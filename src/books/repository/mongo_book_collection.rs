use async_trait::async_trait;
use futures::{StreamExt, TryStreamExt};
use mongodb::bson::{doc, Document};
use mongodb::options::IndexOptions;
use mongodb::{Collection, Database, IndexModel};

use crate::books::domain::model::ExecutionStats;
use crate::books::domain::query::{BookFilter, BookUpdate, IndexSpec, Pipeline, QueryOptions};
use crate::books::repository::BookCollection;
use crate::core::library::{CatalogError, CatalogResult};
use crate::core::repository::{DocumentStream, MutationOutcome};
use crate::utils::mongo::parse_execution_stats;

#[derive(Debug)]
pub struct MongoBookCollection {
    database: Database,
    collection: Collection<Document>,
}

impl MongoBookCollection {
    pub(crate) fn new(database: Database, collection: Collection<Document>) -> Self {
        Self {
            database,
            collection,
        }
    }
}

#[async_trait]
impl BookCollection for MongoBookCollection {
    async fn find(&self, filter: &BookFilter, options: &QueryOptions) -> CatalogResult<DocumentStream> {
        let filter_doc = filter.to_document();
        tracing::debug!(collection = %self.collection.name(), filter = %filter_doc, "find");
        let mut request = self.collection.find(filter_doc);
        if let Some(sort) = options.sort_document() {
            request = request.sort(sort);
        }
        if let Some(skip) = options.skip {
            request = request.skip(skip);
        }
        if let Some(limit) = options.limit {
            request = request.limit(limit);
        }
        if let Some(projection) = options.projection_document() {
            request = request.projection(projection);
        }
        let cursor = request.await?;
        Ok(cursor.map_err(CatalogError::from).boxed())
    }

    async fn count(&self, filter: &BookFilter) -> CatalogResult<u64> {
        self.collection
            .count_documents(filter.to_document())
            .await.map_err(CatalogError::from)
    }

    async fn update_one(&self, filter: &BookFilter, update: &BookUpdate) -> CatalogResult<MutationOutcome> {
        let filter_doc = filter.to_document();
        tracing::debug!(collection = %self.collection.name(), filter = %filter_doc, "update_one");
        self.collection
            .update_one(filter_doc, update.to_document())
            .await.map_err(CatalogError::from)
            .map(|res| MutationOutcome::new(res.matched_count, res.modified_count))
    }

    async fn delete_one(&self, filter: &BookFilter) -> CatalogResult<MutationOutcome> {
        let filter_doc = filter.to_document();
        tracing::debug!(collection = %self.collection.name(), filter = %filter_doc, "delete_one");
        self.collection
            .delete_one(filter_doc)
            .await.map_err(CatalogError::from)
            .map(|res| MutationOutcome::new(res.deleted_count, res.deleted_count))
    }

    async fn aggregate(&self, pipeline: &Pipeline) -> CatalogResult<DocumentStream> {
        let stages = pipeline.to_documents();
        tracing::debug!(collection = %self.collection.name(), stages = stages.len(), "aggregate");
        let cursor = self.collection.aggregate(stages).await?;
        Ok(cursor.map_err(CatalogError::from).boxed())
    }

    // createIndexes with the same keys and name is a no-op on the server
    async fn create_index(&self, spec: &IndexSpec) -> CatalogResult<String> {
        let model = IndexModel::builder()
            .keys(spec.keys_document())
            .options(IndexOptions::builder().name(spec.name()).build())
            .build();
        self.collection
            .create_index(model)
            .await.map_err(CatalogError::from)
            .map(|res| res.index_name)
    }

    async fn drop_index(&self, name: &str) -> CatalogResult<()> {
        self.collection
            .drop_index(name)
            .await.map_err(CatalogError::from)
    }

    async fn list_index_names(&self) -> CatalogResult<Vec<String>> {
        self.collection
            .list_index_names()
            .await.map_err(CatalogError::from)
    }

    async fn explain(&self, filter: &BookFilter) -> CatalogResult<ExecutionStats> {
        let command = doc! {
            "explain": {
                "find": self.collection.name(),
                "filter": filter.to_document(),
            },
            "verbosity": "executionStats",
        };
        let reply = self.database.run_command(command).await?;
        parse_execution_stats(&reply)
    }
}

▸ **EXERCISE DIRECTIONS**
Once you have read the data above, print all of it again exactly.

▸ **OUTPUT**
filename src/books/repository/mongo_book_collection.rs
use async_trait::async_trait;
use futures::{StreamExt, TryStreamExt};
use mongodb::bson::{doc, Document};
use mongodb::options::IndexOptions;
use mongodb::{Collection, Database, IndexModel};

use crate::books::domain::model::ExecutionStats;
use crate::books::domain::query::{BookFilter, BookUpdate, IndexSpec, Pipeline, QueryOptions};
use crate::books::repository::BookCollection;
use crate::core::library::{CatalogError, CatalogResult};
use crate::core::repository::{DocumentStream, MutationOutcome};
use crate::utils::mongo::parse_execution_stats;

#[derive(Debug)]
pub struct MongoBookCollection {
    database: Database,
    collection: Collection<Document>,
}

impl MongoBookCollection {
    pub(crate) fn new(database: Database, collection: Collection<Document>) -> Self {
        Self {
            database,
            collection,
        }
    }
}

#[async_trait]
impl BookCollection for MongoBookCollection {
    async fn find(&self, filter: &BookFilter, options: &QueryOptions) -> CatalogResult<DocumentStream> {
        let filter_doc = filter.to_document();
        tracing::debug!(collection = %self.collection.name(), filter = %filter_doc, "find");
        let mut request = self.collection.find(filter_doc);
        if let Some(sort) = options.sort_document() {
            request = request.sort(sort);
        }
        if let Some(skip) = options.skip {
            request = request.skip(skip);
        }
        if let Some(limit) = options.limit {
            request = request.limit(limit);
        }
        if let Some(projection) = options.projection_document() {
            request = request.projection(projection);
        }
        let cursor = request.await?;
        Ok(cursor.map_err(CatalogError::from).boxed())
    }

    async fn count(&self, filter: &BookFilter) -> CatalogResult<u64> {
        self.collection
            .count_documents(filter.to_document())
            .await.map_err(CatalogError::from)
    }

    async fn update_one(&self, filter: &BookFilter, update: &BookUpdate) -> CatalogResult<MutationOutcome> {
        let filter_doc = filter.to_document();
        tracing::debug!(collection = %self.collection.name(), filter = %filter_doc, "update_one");
        self.collection
            .update_one(filter_doc, update.to_document())
            .await.map_err(CatalogError::from)
            .map(|res| MutationOutcome::new(res.matched_count, res.modified_count))
    }

    async fn delete_one(&self, filter: &BookFilter) -> CatalogResult<MutationOutcome> {
        let filter_doc = filter.to_document();
        tracing::debug!(collection = %self.collection.name(), filter = %filter_doc, "delete_one");
        self.collection
            .delete_one(filter_doc)
            .await.map_err(CatalogError::from)
            .map(|res| MutationOutcome::new(res.deleted_count, res.deleted_count))
    }

    async fn aggregate(&self, pipeline: &Pipeline) -> CatalogResult<DocumentStream> {
        let stages = pipeline.to_documents();
        tracing::debug!(collection = %self.collection.name(), stages = stages.len(), "aggregate");
        let cursor = self.collection.aggregate(stages).await?;
        Ok(cursor.map_err(CatalogError::from).boxed())
    }

    // createIndexes with the same keys and name is a no-op on the server
    async fn create_index(&self, spec: &IndexSpec) -> CatalogResult<String> {
        let model = IndexModel::builder()
            .keys(spec.keys_document())
            .options(IndexOptions::builder().name(spec.name()).build())
            .build();
        self.collection
            .create_index(model)
            .await.map_err(CatalogError::from)
            .map(|res| res.index_name)
    }

    async fn drop_index(&self, name: &str) -> CatalogResult<()> {
        self.collection
            .drop_index(name)
            .await.map_err(CatalogError::from)
    }

    async fn list_index_names(&self) -> CatalogResult<Vec<String>> {
        self.collection
            .list_index_names()
            .await.map_err(CatalogError::from)
    }

    async fn explain(&self, filter: &BookFilter) -> CatalogResult<ExecutionStats> {
        let command = doc! {
            "explain": {
                "find": self.collection.name(),
                "filter": filter.to_document(),
            },
            "verbosity": "executionStats",
        };
        let reply = self.database.run_command(command).await?;
        parse_execution_stats(&reply)
    }
}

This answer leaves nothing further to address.